Records provided –
____

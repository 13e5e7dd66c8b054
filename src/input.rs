//! Keyboard input mapping.

use crossterm::event::{KeyCode, KeyModifiers};

/// What a key press asks the app to do
#[derive(Debug, Clone, Copy, PartialEq, Eq)]
pub enum Action {
    Quit,
    TogglePanel,
    ScrollUp,
    ScrollDown,
    Refresh,
}

/// Map a key event to an action
///
/// Returns None for keys the panel doesn't use.
pub fn map_key(key_code: KeyCode, modifiers: KeyModifiers) -> Option<Action> {
    if modifiers.contains(KeyModifiers::CONTROL) {
        // Raw mode swallows SIGINT, so Ctrl+C has to be handled here
        return match key_code {
            KeyCode::Char('c') => Some(Action::Quit),
            _ => None,
        };
    }

    match key_code {
        KeyCode::Char('q') | KeyCode::Esc => Some(Action::Quit),
        KeyCode::Char('h') | KeyCode::Char(' ') => Some(Action::TogglePanel),
        KeyCode::Up | KeyCode::Char('k') => Some(Action::ScrollUp),
        KeyCode::Down | KeyCode::Char('j') => Some(Action::ScrollDown),
        KeyCode::Char('r') => Some(Action::Refresh),
        _ => None,
    }
}
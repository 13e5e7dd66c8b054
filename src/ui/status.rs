//! Bottom bar and background rendering

use std::time::Duration;

use ratatui::{
    prelude::*,
    widgets::{Block, Borders, Paragraph},
};

use crate::app::App;
use crate::models::RefreshState;
use crate::theme::{AMBER_WARNING, BORDER_SUBTLE, HEADER_BLUE, TEXT_MUTED};

const KEY_HINTS: &str = " q: Quit | h/Space: 隐藏/显示 | ↑↓: Scroll | r: Refresh ";

/// Format a countdown as MM:SS; minutes keep counting past 59
pub fn format_countdown(duration: Duration) -> String {
    let total_secs = duration.as_secs();
    format!("{:02}:{:02}", total_secs / 60, total_secs % 60)
}

/// Right-hand side of the bottom bar
pub fn refresh_status(app: &App) -> String {
    match app.refresh_state {
        RefreshState::Fetching => "Refreshing... ".to_string(),
        RefreshState::Idle => {
            let next = format_countdown(app.time_until_refresh());
            match app.last_updated {
                Some(at) => format!("Updated {} | next {} ", at.format("%H:%M:%S"), next),
                None => format!("Waiting for data | next {} ", next),
            }
        }
    }
}

/// Render the course frame behind the panel
pub fn render_background(area: Rect, app: &App, frame: &mut Frame) {
    let block = Block::default()
        .title(format!(" score-tui | course {} ", app.course_id))
        .borders(Borders::ALL)
        .border_style(Style::default().fg(BORDER_SUBTLE));

    frame.render_widget(block, area);
}

/// Render the single-line bottom bar: key hints left, refresh status right
pub fn render_bottom_bar(area: Rect, app: &App, frame: &mut Frame) {
    let status = refresh_status(app);
    let status_color = match app.refresh_state {
        RefreshState::Fetching => AMBER_WARNING,
        RefreshState::Idle => TEXT_MUTED,
    };

    let layout = Layout::default()
        .direction(Direction::Horizontal)
        .constraints([
            Constraint::Min(0),
            Constraint::Length(status.chars().count() as u16),
        ])
        .split(area);

    let hints = Paragraph::new(KEY_HINTS).style(Style::default().fg(Color::Black).bg(HEADER_BLUE));
    let status = Paragraph::new(status).style(Style::default().fg(status_color));

    frame.render_widget(hints, layout[0]);
    frame.render_widget(status, layout[1]);
}

#[cfg(test)]
mod tests {
    use super::*;
    use crate::cli::CliConfig;
    use crate::client::ClientConfig;
    use crate::refresh::PollerEvent;

    fn app() -> App {
        App::new(&CliConfig {
            course_id: 3,
            client: ClientConfig {
                base_url: "https://courses.zju.edu.cn".to_string(),
                course_id: 3,
                cookie: None,
                timeout: Duration::from_secs(10),
            },
            refresh_interval: Duration::from_secs(300),
            log_file: None,
        })
    }

    #[test]
    fn test_format_countdown() {
        assert_eq!(format_countdown(Duration::from_secs(0)), "00:00");
        assert_eq!(format_countdown(Duration::from_secs(299)), "04:59");
        assert_eq!(format_countdown(Duration::from_millis(61_900)), "01:01");
        assert_eq!(format_countdown(Duration::from_secs(3661)), "61:01");
    }

    #[test]
    fn test_status_before_first_cycle() {
        let status = refresh_status(&app());
        assert!(status.starts_with("Waiting for data | next "));
    }

    #[test]
    fn test_status_while_fetching() {
        let mut app = app();
        app.apply(PollerEvent::Refreshing);
        assert_eq!(refresh_status(&app), "Refreshing... ");
    }

    #[test]
    fn test_status_after_update() {
        let mut app = app();
        let at = chrono::Local::now();
        app.apply(PollerEvent::Refreshed {
            activities: Some(Vec::new()),
            at,
        });
        let status = refresh_status(&app);
        assert!(status.starts_with(&format!("Updated {}", at.format("%H:%M:%S"))));
    }
}
//! Course id extraction from a course page location.

use std::sync::OnceLock;

use regex::Regex;
use url::Url;

use crate::error::{Result, ScoreError};

fn course_path_pattern() -> &'static Regex {
    static PATTERN: OnceLock<Regex> = OnceLock::new();
    PATTERN.get_or_init(|| Regex::new(r"/course/([0-9]+)/").expect("course path pattern is valid"))
}

/// Pull the course id out of a course page URL or path.
///
/// Only the path is searched, e.g. `https://courses.zju.edu.cn/course/12345/content`
/// and `/course/12345/homework` both yield `12345`. A location without a
/// `/course/<digits>/` segment is an error.
pub fn extract_course_id(location: &str) -> Result<u64> {
    let path = match Url::parse(location) {
        Ok(url) => url.path().to_string(),
        Err(_) => location.to_string(),
    };

    course_path_pattern()
        .captures(&path)
        .and_then(|caps| caps.get(1))
        .and_then(|m| m.as_str().parse().ok())
        .ok_or_else(|| ScoreError::CourseIdNotFound(location.to_string()))
}
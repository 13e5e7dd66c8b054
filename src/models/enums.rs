//! Enums used throughout the score TUI
//!
//! This module contains the small state enums used by the app loop and
//! the panel renderer.

/// Whether the panel content region is shown or collapsed to its header
#[derive(Debug, Clone, Copy, PartialEq, Eq, Default)]
pub enum PanelVisibility {
    #[default]
    Shown,
    Hidden,
}

impl PanelVisibility {
    pub fn toggle(&self) -> Self {
        match self {
            PanelVisibility::Shown => PanelVisibility::Hidden,
            PanelVisibility::Hidden => PanelVisibility::Shown,
        }
    }

    /// Label of the toggle control: what pressing it will do
    pub fn toggle_label(&self) -> &'static str {
        match self {
            PanelVisibility::Shown => "隐藏",
            PanelVisibility::Hidden => "显示",
        }
    }
}

/// Refresh cycle state as seen by the UI
#[derive(Debug, Clone, Copy, PartialEq, Eq, Default)]
pub enum RefreshState {
    #[default]
    Idle,
    Fetching,
}

/// Section of the score list a header introduces
#[derive(Debug, Clone, Copy, PartialEq, Eq)]
pub enum Section {
    KnownTitles,
    UnknownTitles,
}

impl Section {
    pub fn label(&self) -> &'static str {
        match self {
            Section::KnownTitles => "已知名称的成绩：",
            Section::UnknownTitles => "未知名称的成绩：",
        }
    }
}
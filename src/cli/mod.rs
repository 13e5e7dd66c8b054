//! CLI argument parsing for the score TUI.

mod args;

pub use args::{parse_args, Args, CliConfig, VERSION};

____

Exercise instructions – Lines from the one with "pub fn label(&self)" through the last line above must be printed exactly; no other line is to appear.

Answer to this problem –
    pub fn label(&self) -> &'static str {
        match self {
            Section::KnownTitles => "已知名称的成绩：",
            Section::UnknownTitles => "未知名称的成绩：",
        }
    }
}
filename src/cli/mod.rs
repository 13e5e7dd66c8b054
//! CLI argument parsing for the score TUI.

mod args;

pub use args::{parse_args, Args, CliConfig, VERSION};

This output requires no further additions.